Top of Data for this exercise

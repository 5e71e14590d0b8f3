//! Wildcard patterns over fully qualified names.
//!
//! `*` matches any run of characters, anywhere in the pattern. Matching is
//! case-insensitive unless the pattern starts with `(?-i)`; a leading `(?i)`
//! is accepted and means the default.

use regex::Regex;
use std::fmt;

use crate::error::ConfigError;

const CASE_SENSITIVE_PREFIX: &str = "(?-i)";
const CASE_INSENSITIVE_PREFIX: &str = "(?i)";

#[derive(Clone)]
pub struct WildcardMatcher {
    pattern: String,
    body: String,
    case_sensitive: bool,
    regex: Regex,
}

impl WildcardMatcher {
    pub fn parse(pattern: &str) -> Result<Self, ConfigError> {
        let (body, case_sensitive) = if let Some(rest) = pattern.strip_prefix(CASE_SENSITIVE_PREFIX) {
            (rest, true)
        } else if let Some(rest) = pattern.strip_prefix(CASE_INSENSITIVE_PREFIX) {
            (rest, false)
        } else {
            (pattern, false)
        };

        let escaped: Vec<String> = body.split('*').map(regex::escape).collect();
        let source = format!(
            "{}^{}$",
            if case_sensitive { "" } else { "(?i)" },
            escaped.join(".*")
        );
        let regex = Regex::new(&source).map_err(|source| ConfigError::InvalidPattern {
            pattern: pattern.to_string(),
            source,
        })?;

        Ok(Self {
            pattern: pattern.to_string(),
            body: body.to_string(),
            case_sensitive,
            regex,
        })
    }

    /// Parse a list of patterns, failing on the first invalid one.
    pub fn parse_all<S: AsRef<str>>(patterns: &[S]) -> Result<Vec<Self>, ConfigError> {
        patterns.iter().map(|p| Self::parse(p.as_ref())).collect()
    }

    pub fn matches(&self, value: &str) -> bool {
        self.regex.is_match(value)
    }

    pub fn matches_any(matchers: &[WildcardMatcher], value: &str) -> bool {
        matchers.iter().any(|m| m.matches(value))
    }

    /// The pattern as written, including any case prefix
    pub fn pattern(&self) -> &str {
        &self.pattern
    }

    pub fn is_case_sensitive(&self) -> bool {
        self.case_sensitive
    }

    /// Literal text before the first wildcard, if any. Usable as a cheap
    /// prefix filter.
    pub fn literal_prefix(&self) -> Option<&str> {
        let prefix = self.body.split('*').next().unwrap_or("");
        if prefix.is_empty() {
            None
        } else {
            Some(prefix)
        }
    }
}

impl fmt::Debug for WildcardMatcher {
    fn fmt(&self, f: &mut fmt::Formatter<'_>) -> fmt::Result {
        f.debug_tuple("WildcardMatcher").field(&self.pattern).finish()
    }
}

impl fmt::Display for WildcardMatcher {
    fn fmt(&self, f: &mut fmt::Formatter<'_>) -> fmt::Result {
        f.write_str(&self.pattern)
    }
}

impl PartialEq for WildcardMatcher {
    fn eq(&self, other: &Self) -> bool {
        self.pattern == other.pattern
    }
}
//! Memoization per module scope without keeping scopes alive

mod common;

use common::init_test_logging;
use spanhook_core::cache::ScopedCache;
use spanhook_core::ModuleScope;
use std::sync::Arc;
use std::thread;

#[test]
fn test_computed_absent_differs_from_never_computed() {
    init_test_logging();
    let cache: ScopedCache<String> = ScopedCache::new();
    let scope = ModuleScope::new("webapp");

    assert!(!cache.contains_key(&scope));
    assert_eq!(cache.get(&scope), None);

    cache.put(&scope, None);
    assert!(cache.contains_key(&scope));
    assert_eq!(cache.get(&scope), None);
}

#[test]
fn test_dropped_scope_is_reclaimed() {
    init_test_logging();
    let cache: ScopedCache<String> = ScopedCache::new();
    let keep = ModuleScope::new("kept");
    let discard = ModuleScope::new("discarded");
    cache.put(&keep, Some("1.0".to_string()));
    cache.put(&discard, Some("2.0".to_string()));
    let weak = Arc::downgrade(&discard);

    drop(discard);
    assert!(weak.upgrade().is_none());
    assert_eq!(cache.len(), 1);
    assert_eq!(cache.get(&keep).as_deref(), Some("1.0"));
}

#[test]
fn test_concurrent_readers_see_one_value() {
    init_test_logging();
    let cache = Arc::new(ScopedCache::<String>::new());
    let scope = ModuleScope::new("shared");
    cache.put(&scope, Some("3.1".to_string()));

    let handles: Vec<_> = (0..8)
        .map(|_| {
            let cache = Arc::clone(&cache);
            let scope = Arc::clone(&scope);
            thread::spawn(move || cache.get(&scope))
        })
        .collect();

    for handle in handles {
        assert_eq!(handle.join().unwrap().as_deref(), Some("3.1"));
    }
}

Bottom of Data for this exercise

#### Task to complete
Within the lines above, find those holding the word "const" and copy them.

#### Solution to this problem
const CASE_SENSITIVE_PREFIX: &str = "(?-i)";
const CASE_INSENSITIVE_PREFIX: &str = "(?i)";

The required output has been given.